Les choses deux fois répétées ne plaisent pas toujours. Charles Milhaud, (ex) patron de la Caisse Nationale des Caisses d’Epargne, vient d’en faire l’amère expérience. On aurait pu croire qu’après l’affaire de la Société Générale, les dispositifs de contrôle des salles de marché auraient été renforcés. Manifestement, l’Ecureuil s’était senti moins concerné pour connaître à la mi octobre un « incident »de marché (à 750 millions, quand même). Rappel des faits et analyse !

La Caisse d’Epargne a conduit une activité de marché dite de « compte propre » car financée par les fonds propres de l’établissement (et non l’argent des déposants). Et ce, jusqu’au printemps dernier. En effet, en avril 2008, la Caisse Nationale (CNCE) a décidé de stopper cette activité, qui au demeurant n’avait jamais connu un fort développement. Les quelques personnes (moins d’une dizaine) qui y étaient affectées étaient loin de tenir la comparaison avec les équipes de spécialistes de la Société Générale ou la BNP. La CNCE s’est engagée alors dans une gestion dite « extinctive », c’est à dire qu’on laissait courir les engagements en cours jusqu’à leur terme, sans en prendre de nouveaux. C’était sans risque, bien évidemment ! Du moins, le croyait-on.
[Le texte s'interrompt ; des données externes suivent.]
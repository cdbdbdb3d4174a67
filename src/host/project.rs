use crate::domain::BuildError;
use crate::host::builder::relative_root;
use crate::host::config::{self, CONFIG_FILE};
use crate::host::latex;
use crate::host::{
    App, Builder, BuilderKind, BuildStart, BuildState, Config, Document, Element, Node, Translator,
    Visit,
};
use handlebars::Handlebars;
use ignore::WalkBuilder;
use serde::Serialize;
use std::path::{Path, PathBuf};

const HTML_PAGE: &str = r#"<!DOCTYPE html>
<html>
<head>
<meta charset="utf-8">
<title>{{docname}} &#8212; {{project}}</title>
{{#each scripts}}
<script src="{{this}}"></script>
{{/each}}
</head>
<body>
{{{body}}}
</body>
</html>
"#;

const LATEX_PAGE: &str = r#"\documentclass{article}
\usepackage[utf8]{inputenc}
\usepackage{graphicx}
\usepackage{hyperref}
\newcommand{\sphinxincludegraphics}[2][]{\includegraphics[#1]{#2}}
{{{title}}}
\begin{document}
\maketitle
{{{body}}}
\end{document}
"#;

#[derive(Debug, Clone)]
pub struct BuildOptions {
    pub srcdir: PathBuf,
    pub outdir: PathBuf,
    pub builder: BuilderKind,
    /// Defaults to `conf.toml` in `srcdir` when it exists.
    pub config_file: Option<PathBuf>,
    pub overrides: Vec<(String, toml::Value)>,
}

impl BuildOptions {
    pub fn new(srcdir: impl Into<PathBuf>, outdir: impl Into<PathBuf>, builder: BuilderKind) -> Self {
        Self {
            srcdir: srcdir.into(),
            outdir: outdir.into(),
            builder,
            config_file: None,
            overrides: Vec::new(),
        }
    }

    pub fn with_override(mut self, name: &str, value: impl Into<toml::Value>) -> Self {
        self.overrides.push((name.to_string(), value.into()));
        self
    }
}

#[derive(Debug, Clone, Default)]
pub struct BuildReport {
    pub outputs: Vec<PathBuf>,
}

#[derive(Serialize)]
struct HtmlPage<'a> {
    docname: &'a str,
    project: &'a str,
    scripts: Vec<String>,
    body: String,
}

#[derive(Serialize)]
struct LatexPage {
    title: String,
    body: String,
}

/// Builds every Markdown document under `options.srcdir`.
///
/// Stops at the first document that fails; outputs written before that
/// point stay on disk.
pub fn build(app: &App, options: &BuildOptions) -> Result<BuildReport, BuildError> {
    let mut user = match &options.config_file {
        Some(path) => config::load_file(path)?,
        None => {
            let default = options.srcdir.join(CONFIG_FILE);
            if default.is_file() {
                config::load_file(&default)?
            } else {
                toml::Table::new()
            }
        }
    };
    for (name, value) in &options.overrides {
        user.insert(name.clone(), value.clone());
    }
    let config = Config::resolve(user, app.config_values());

    let builder = Builder::new(options.builder, &options.outdir, &config)?;
    let mut state = BuildState::default();
    let mut script_files = Vec::new();
    app.emit_build_start(&mut BuildStart {
        config: &config,
        builder: &builder,
        state: &mut state,
        script_files: &mut script_files,
    })
    .map_err(BuildError::Hook)?;

    let project = config
        .typed::<String>("project")?
        .unwrap_or_default();

    let mut templates = Handlebars::new();
    templates.register_template_string("html", HTML_PAGE)?;
    templates.register_template_string("latex", LATEX_PAGE)?;

    let mut report = BuildReport::default();
    for (docname, path) in collect_sources(&options.srcdir, builder.outdir())? {
        let source = std::fs::read_to_string(&path).map_err(|e| BuildError::io(&path, e))?;
        let document = Document::parse(docname.as_str(), &source, app);

        let mut translator = Translator::new(&builder, &document.docname, &state);
        translate_nodes(app, &mut translator, &document.nodes)?;
        let body = translator.astext();

        let page = match builder.kind() {
            BuilderKind::Html => templates.render(
                "html",
                &HtmlPage {
                    docname: &document.docname,
                    project: &project,
                    scripts: script_files
                        .iter()
                        .map(|script| script_uri(&document.docname, script))
                        .collect(),
                    body,
                },
            )?,
            BuilderKind::Latex => templates.render(
                "latex",
                &LatexPage {
                    title: format!("\\title{{{}}}", latex::escape(&project)),
                    body,
                },
            )?,
        };

        let target = builder.output_path(&document.docname);
        if let Some(parent) = target.parent() {
            std::fs::create_dir_all(parent).map_err(|e| BuildError::io(parent, e))?;
        }
        std::fs::write(&target, page).map_err(|e| BuildError::io(&target, e))?;
        log::info!("writing {}", target.display());
        report.outputs.push(target);
    }

    Ok(report)
}

fn translate_nodes(
    app: &App,
    translator: &mut Translator<'_>,
    nodes: &[Node],
) -> Result<(), BuildError> {
    for node in nodes {
        match node {
            Node::Markdown(markdown) => translator.visit_markdown(markdown),
            Node::Element(element) => {
                if visit_element(app, translator, element)? == Visit::Continue {
                    translate_nodes(app, translator, &element.children)?;
                }
            }
        }
    }
    Ok(())
}

fn visit_element(
    app: &App,
    translator: &mut Translator<'_>,
    element: &Element,
) -> Result<Visit, BuildError> {
    let kind = translator.builder().kind();
    let visit = app
        .node_handlers(&element.tag)
        .and_then(|handlers| handlers.for_builder(kind))
        .ok_or_else(|| BuildError::UnhandledNode {
            node: element.tag.clone(),
            builder: kind.name(),
        })?;

    visit(translator, element).map_err(|source| BuildError::Document {
        docname: translator.docname().to_string(),
        source,
    })
}

/// Markdown sources under `srcdir` as `(docname, path)`, sorted by docname.
fn collect_sources(srcdir: &Path, outdir: &Path) -> Result<Vec<(String, PathBuf)>, BuildError> {
    let srcdir = srcdir
        .canonicalize()
        .map_err(|e| BuildError::io(srcdir, e))?;

    let mut sources = Vec::new();
    for entry in WalkBuilder::new(&srcdir).build() {
        let entry = entry?;
        let path = entry.path();
        if path.starts_with(outdir)
            || !entry.file_type().is_some_and(|ft| ft.is_file())
            || path.extension().is_none_or(|ext| ext != "md")
        {
            continue;
        }

        let relative = path.strip_prefix(&srcdir).unwrap_or(path).with_extension("");
        let docname = relative
            .components()
            .map(|c| c.as_os_str().to_string_lossy())
            .collect::<Vec<_>>()
            .join("/");
        sources.push((docname, path.to_path_buf()));
    }
    sources.sort();
    Ok(sources)
}

fn script_uri(docname: &str, script: &str) -> String {
    if script.contains("://") || script.starts_with('/') {
        script.to_string()
    } else {
        format!("{}{script}", relative_root(docname))
    }
}
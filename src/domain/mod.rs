//! Domain types shared by the host builder and the mscgen extension.

pub mod error;
pub mod format;

pub use error::*;
pub use format::*;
L’équipe de gestion s’est donc allégée, par départ ou réaffectation. Au final, il ne restait que 3 traders dont le rôle était simplement de veiller à la correcte liquidation des contrats en cours. Faut-il y voir l’illustration du proverbe qui veut que « l’oisiveté soit la mère de tous les vices » ? Malgré l’interdiction qui lui était faite, l’un d’entre eux s’est lancé dans des prises de position qu’il jugeait sans risque. Jugement qu’au demeurant, l’Inspection Générale de la CNCE n’a pas partagé dans son rapport diffusé en octobre 2008 puisqu’elle a évoqué des expositions croissantes à des chocs extrêmes.

Lorsque le marché s’est fortement agité au début du mois d’octobre, le risque pris sur ces positions s’est brusquement révélé ! Les pertes se sont accumulées … Quelques millions d’euros d’abord. Très vite, plus d’une centaine de millions, au moment où le trader a donné sa démission. Et le temps d’informer les instances dirigeantes (quelques jours plus tard !), de prendre la mesure des dégâts (bien lentement) et les dispositions ad hoc, les pertes ont atteint 750 millions.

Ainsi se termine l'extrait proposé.